Problems : Poor versions of songs we know should be better, especially Cyber insekt (just how many times can the words film of book, book of film be repeated?----needs to have the f vocal and keyboards.), The Classical, and Dr Bucks letter appears to have lost all the strength which was so right with the Fall last time i saw them at the Irish Centre 2 years ago.

Drums - My 7 year old does better.
Guitar - Oh dear oh dear oh dear.
Bass - You should, and probably do, know better - what happened?
Keyboards - Do me a favour! Come back Julia! (Were you behind me on the balcony, right hand side as you look at the stage?)
Miming - Ketamine sun looked ridiculous.

OK, Moan over. Highpoints. It has to be said (Ok it doesn't have to, but I will) that the band and MES sound best with the older songs (lets leave The Classical out of this for the moment)........Mere Pseud Mag Ed. and Damo Suzuki were excellent. Mr Pharmacist and White Lightning were OK.

Guinness was good though.

And I'll probably be back next year.


I have to disagree. The Fall live at the moment are better than they've been for donkeys years, and the storming version of Mere Pseud Mag Ed is worth the admission fee alone.

Strange audience last night, with almost no 'young' people in sight. Given that in the last two weeks we've had 50000 students coming / returning to Leeds, this seems a bit odd. Then again, I don't remember seeing any publicity for the gig anywhere in Leeds whatsoever.


I thought it was really, really good - best I've seen them in ages. Light years away from last year's Cockpit bash which was rubbish - nearly didn't go this time.

Great sound, band got well into it after a shakey start. Smith on really good form and put on a bit of a performance. The lack of album to promote made for a good mixed bag of songs from all over the place and the old ones did shine.

Some of us down at the front were passed the mike by MES to finish off Dr Buck's Letter - audience not part of the performance my arse.
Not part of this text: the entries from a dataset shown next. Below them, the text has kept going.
//! Logos-based tokenizer for formula text.

use std::fmt;
use std::ops::Range;

use logos::Logos;

use crate::error::ExprError;

/// Formula token.
#[derive(Logos, Debug, Clone, PartialEq)]
#[logos(skip r"[ \t\r\n]+")]
pub enum Token {
    #[regex(r"[0-9]+(\.[0-9]*)?([eE][+-]?[0-9]+)?", |lex| lex.slice().parse::<f64>().ok())]
    #[regex(r"\.[0-9]+([eE][+-]?[0-9]+)?", |lex| lex.slice().parse::<f64>().ok())]
    Number(f64),

    #[regex(r"[A-Za-z_][A-Za-z0-9_]*", |lex| lex.slice().to_string())]
    Ident(String),

    #[token("+")]
    Plus,
    #[token("-")]
    Minus,
    #[token("*")]
    Star,
    #[token("/")]
    Slash,
    #[token("^")]
    Caret,
    #[token("(")]
    LParen,
    #[token(")")]
    RParen,
    #[token(",")]
    Comma,
}

impl fmt::Display for Token {
    fn fmt(&self, f: &mut fmt::Formatter<'_>) -> fmt::Result {
        match self {
            Token::Number(n) => write!(f, "{n}"),
            Token::Ident(s) => write!(f, "{s}"),
            Token::Plus => write!(f, "+"),
            Token::Minus => write!(f, "-"),
            Token::Star => write!(f, "*"),
            Token::Slash => write!(f, "/"),
            Token::Caret => write!(f, "^"),
            Token::LParen => write!(f, "("),
            Token::RParen => write!(f, ")"),
            Token::Comma => write!(f, ","),
        }
    }
}

/// A token with its byte span in the source text.
pub type Spanned = (Token, Range<usize>);

/// Tokenizes `source`, failing on the first character that is not part of the grammar.
pub fn tokenize(source: &str) -> Result<Vec<Spanned>, ExprError> {
    let mut lex = Token::lexer(source);
    let mut tokens = Vec::new();
    while let Some(result) = lex.next() {
        match result {
            Ok(token) => tokens.push((token, lex.span())),
            Err(()) => {
                return Err(ExprError::malformed(
                    format!("unexpected '{}'", lex.slice()),
                    Some(lex.span().start),
                ));
            }
        }
    }
    Ok(tokens)
}

#[cfg(test)]
mod tests {
    use super::*;

    fn kinds(source: &str) -> Vec<Token> {
        tokenize(source).unwrap().into_iter().map(|(t, _)| t).collect()
    }

    #[test]
    fn lexes_numbers() {
        assert_eq!(
            kinds("6e24 1.5E-3 .5 42"),
            vec![
                Token::Number(6e24),
                Token::Number(1.5e-3),
                Token::Number(0.5),
                Token::Number(42.0),
            ]
        );
    }

    #[test]
    fn lexes_operators_and_idents() {
        assert_eq!(
            kinds("2*M/KM"),
            vec![
                Token::Number(2.0),
                Token::Star,
                Token::Ident("M".to_string()),
                Token::Slash,
                Token::Ident("KM".to_string()),
            ]
        );
        assert_eq!(
            kinds("ceil(dT, -1) ^ 2"),
            vec![
                Token::Ident("ceil".to_string()),
                Token::LParen,
                Token::Ident("dT".to_string()),
                Token::Comma,
                Token::Minus,
                Token::Number(1.0),
                Token::RParen,
                Token::Caret,
                Token::Number(2.0),
            ]
        );
    }

    #[test]
    fn rejects_unknown_operator() {
        let err = tokenize("L % 2").unwrap_err();
        assert!(err.is_malformed());
        assert!(format!("{err}").contains("offset 2"));
    }

    #[test]
    fn spans_point_into_source() {
        let tokens = tokenize("  KM").unwrap();
        assert_eq!(tokens[0].1, 2..4);
    }
}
Loved it - roll on next year.


Am I the only one who thinks the Fall were SO much better when they were backed by Craig Scanlon and Stephen Hanley, or is this just heady nostalgia brought on by a late night? ... I saw them at the Irish Centre in Leeds last night (the only venue they seem to play in Leeds these days). Whilst MES was on fine form (HOW thin is he now?!!), the band were awful, including a guitarist/session musician with black T-shirt and pony tail. I remember PIL doing the same thing in the mid-80's, hired band in crap clothes murdering classics in front of our eyes. The menace of "Mansion" that should have filled the room during the intro sounded like it was being played by people from the crowd who had been asked to step in at the last moment. They just had NO business being there.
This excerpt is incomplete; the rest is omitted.